Mauro, come l'avesse sentita arrivare, fece marcia indietro.
«Vuoi andare in bagno? Ti aspetto qui», le suggerì.
Carrie annuì e abbandonò rapida la stanza, per poter zittire i propri mostri.
***
Nell'attesa, Mauro tornò al frigorifero. Aveva bisogno di qualcosa che sciogliesse la tensione e facesse da carburante.
Era riuscito ad allontanare lo spettro di Louis dalla mente di lei, ma non dalla propria. E se Anna avesse avuto ragione? Se ritornando un signor nessuno, Carrie l'avrebbe scordato in fretta? Carpe diem. Doveva cogliere l'attimo. Godere di quei pochi giorni, anche se quel pensiero lo teneva in scacco. Davvero la ragazza era tanto materiale? A letto, con lui, si accendeva. Era certo della sua autenticità. Era certo della propria mascolinità. Ma gli toccava sempre la prima mossa. Mai che lei prendesse l'iniziativa facendolo sentire indispensabile.

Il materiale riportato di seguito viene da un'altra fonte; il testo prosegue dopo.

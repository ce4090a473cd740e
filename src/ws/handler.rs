//! WebSocket upgrade handler

use std::sync::Arc;

use axum::{
    extract::{
        ws::{Message, WebSocket, WebSocketUpgrade},
        State,
    },
    response::Response,
};
use futures::{stream::SplitSink, stream::SplitStream, SinkExt, StreamExt};
use tokio::sync::mpsc;
use tracing::{debug, error, info, warn};

use crate::app::AppState;
use crate::game::{GameCommand, PlayerId};
use crate::util::time::unix_millis;
use crate::ws::protocol::{ClientMsg, ProtocolError};

/// WebSocket upgrade handler
pub async fn ws_handler(ws: WebSocketUpgrade, State(state): State<AppState>) -> Response {
    ws.on_upgrade(move |socket| handle_socket(socket, state))
}

/// Handle the upgraded WebSocket connection
async fn handle_socket(socket: WebSocket, state: AppState) {
    let player_id = PlayerId::generate();
    info!(player_id = %player_id, "New WebSocket connection");

    let (ws_sink, ws_stream) = socket.split();
    let (outbound_tx, outbound_rx) = mpsc::channel::<Arc<str>>(state.config.session_buffer);

    let commands = state.game.command_tx.clone();
    if commands
        .send(GameCommand::Connect {
            player_id,
            outbound: outbound_tx,
        })
        .await
        .is_err()
    {
        error!(player_id = %player_id, "Game loop is not running");
        return;
    }

    run_session(player_id, ws_sink, ws_stream, commands, outbound_rx).await;

    info!(player_id = %player_id, "WebSocket connection closed");
}

/// Run the WebSocket session with read/write split
async fn run_session(
    player_id: PlayerId,
    mut ws_sink: SplitSink<WebSocket, Message>,
    mut ws_stream: SplitStream<WebSocket>,
    commands: mpsc::Sender<GameCommand>,
    mut outbound_rx: mpsc::Receiver<Arc<str>>,
) {
    // Writer task: game loop -> WebSocket
    let writer_handle = tokio::spawn(async move {
        while let Some(text) = outbound_rx.recv().await {
            if let Err(e) = ws_sink.send(Message::Text(text.to_string())).await {
                debug!(player_id = %player_id, error = %e, "WebSocket send failed");
                break;
            }
        }
    });

    // Reader loop: WebSocket -> game loop
    while let Some(result) = ws_stream.next().await {
        match result {
            Ok(Message::Text(text)) => match ClientMsg::parse(&text) {
                Ok(msg) => {
                    let command = GameCommand::Message {
                        player_id,
                        msg,
                        received_at: unix_millis(),
                    };
                    if commands.send(command).await.is_err() {
                        debug!(player_id = %player_id, "Command channel closed");
                        break;
                    }
                }
                Err(ProtocolError::UnknownType(tag)) => {
                    warn!(player_id = %player_id, message_type = %tag, "Unknown message type");
                }
                Err(e) => {
                    warn!(player_id = %player_id, error = %e, "Failed to parse client message");
                }
            },
            Ok(Message::Binary(_)) => {
                warn!(player_id = %player_id, "Received binary message, ignoring");
            }
            Ok(Message::Ping(_)) | Ok(Message::Pong(_)) => {
                debug!(player_id = %player_id, "Received ping/pong");
            }
            Ok(Message::Close(_)) => {
                info!(player_id = %player_id, "Client initiated close");
                break;
            }
            Err(e) => {
                error!(player_id = %player_id, error = %e, "WebSocket error");
                break;
            }
        }
    }

    // Signal disconnect to the game loop
    let _ = commands.send(GameCommand::Disconnect { player_id }).await;

    writer_handle.abort();
}
//! WebSocket transport

pub mod handler;
pub mod protocol;
use crate::analyzer::{SearchResult, SummaryRow};
use crate::scheduler::SchedulingOutcome;
use crate::validator::ValidationReport;
use colored::Colorize;
use itertools::Itertools;

/// Print a quick summary of a feasible run to stdout
pub fn print_outcome_summary(outcome: &SchedulingOutcome, validation: &ValidationReport) {
    println!();
    if validation.is_valid {
        println!("{}", "✓ Schedule generated successfully".green().bold());
    } else {
        println!("{}", "✗ Schedule has validation errors".red().bold());
        for v in &validation.hard_violations {
            println!("  ! {}: {}", v.constraint.red(), v.message);
        }
    }
    println!();
    println!("  Courses:      {}", validation.statistics.total_courses);
    println!("  Sessions:     {}", validation.statistics.total_assignments);
    println!("  Slots used:   {}", validation.statistics.unique_slots);
    println!(
        "  Clashes:      {} student, {} required-pair",
        validation.soft_counts.student_clashes, validation.soft_counts.required_clashes
    );
    println!(
        "  Non-preferred: {}, consecutive-day: {}",
        validation.soft_counts.non_preferred_uses, validation.soft_counts.consecutive_day_pairs
    );
    println!("  Penalty:      {:.0}", validation.soft_counts.weighted_penalty());
    println!("  Time:         {}ms", outcome.schedule.metadata.solve_time_ms);
    println!();
}

/// Render a search result as plain text
pub fn format_search_results(result: &SearchResult) -> String {
    let mut lines = Vec::new();

    if !result.found {
        lines.push(format!(
            "Course '{}' not found in the schedule.",
            result.query
        ));
        if !result.suggestions.is_empty() {
            lines.push(String::new());
            lines.push("Did you mean one of these courses?".to_string());
            for suggestion in &result.suggestions {
                lines.push(format!("   - {suggestion}"));
            }
        }
        return lines.join("\n");
    }

    lines.push(format!("Found {} matching course(s):", result.total_matches));

    for report in &result.courses {
        lines.push(String::new());
        lines.push(format!("COURSE: {}", report.course));
        lines.push("=".repeat(50));

        lines.push(format!(
            "Scheduled Time Slots: {}",
            report.scheduled_slots.len()
        ));
        for (i, analysis) in report.current_slots.iter().enumerate() {
            let status = if analysis.is_conflict_free() {
                "no conflicts".to_string()
            } else {
                format!("{} conflict(s)", analysis.conflicts.len())
            };
            lines.push(format!("   {}. {} - {}", i + 1, analysis.slot, status));
        }

        lines.push(String::new());
        lines.push("Student Enrollment:".to_string());
        lines.push(format!(
            "   Total Enrolled: {}",
            report.enrolled_students.len()
        ));
        lines.push(format!(
            "   With Conflicts: {}",
            report.conflicted_students.len()
        ));
        lines.push(format!("   Conflict Rate: {:.1}%", report.conflict_rate()));

        if report.has_conflicts() {
            lines.push(String::new());
            lines.push("CURRENT SCHEDULE CONFLICTS:".to_string());
            for analysis in report.current_slots.iter().filter(|a| !a.is_conflict_free()) {
                lines.push(format!("   Time Slot: {}", analysis.slot));
                for conflict in &analysis.conflicts {
                    let courses = conflict
                        .conflicting_courses
                        .iter()
                        .map(|c| format!("{} ({})", c.course, c.course_type))
                        .join(", ");
                    lines.push(format!(
                        "      - Student {}: conflicts with {}",
                        conflict.student, courses
                    ));
                }
            }
        } else {
            lines.push(String::new());
            lines.push("No scheduling conflicts found for this course.".to_string());
        }

        if !report.alternatives.is_empty() {
            lines.push(String::new());
            lines.push("ALTERNATIVE TIME SLOT ANALYSIS:".to_string());
            for alt in report.alternatives.iter().take(5) {
                let status = if let Some(reason) = &alt.excluded_reason {
                    format!("{} conflict(s) - {reason}", alt.clash_count())
                } else if alt.would_be_conflict_free() {
                    "CONFLICT-FREE".to_string()
                } else {
                    format!("{} conflict(s)", alt.clash_count())
                };
                lines.push(format!("   {}: {}", alt.slot, status));
            }
        }

        lines.push(String::new());
        lines.push("=".repeat(50));
    }

    lines.join("\n")
}

/// Render the per-course summary as a fixed-width table
pub fn format_summary_table(rows: &[SummaryRow]) -> String {
    let mut lines = vec![
        format!(
            "{:<28} {:>5} {:>9} {:>11} {:>8}  {}",
            "Course", "Slots", "Enrolled", "Conflicted", "Rate", "Conflicts"
        ),
        "-".repeat(76),
    ];

    for row in rows {
        lines.push(format!(
            "{:<28} {:>5} {:>9} {:>11} {:>7.1}%  {}",
            row.course.to_string(),
            row.scheduled_slots.len(),
            row.enrolled,
            row.conflicted,
            row.conflict_rate,
            if row.has_conflicts { "Yes" } else { "No" }
        ));
    }

    lines.join("\n")
}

Si aprì una birra e la bevve direttamente dalla bottiglia. Appena la sentì tornare, la ripose in frigorifero, come avesse potuto nasconderne il sapore dentro la propria bocca.
Carrie aveva raccolto i capelli in uno chignon improvvisato, che le lasciava le spalle scoperte.
Era ancora più seducente tra le luci e le ombre della stanza. La raggiunse. Le cinse la vita con entrambe le mani e si chinò a baciarle il collo che, assieme alla schiena, erano il suo punto debole.
La fece rabbrividire con piccoli morsi. Carrie lo abbraccio, dando una scossa ai loro sensi. Mauro la spinse verso la camera da letto.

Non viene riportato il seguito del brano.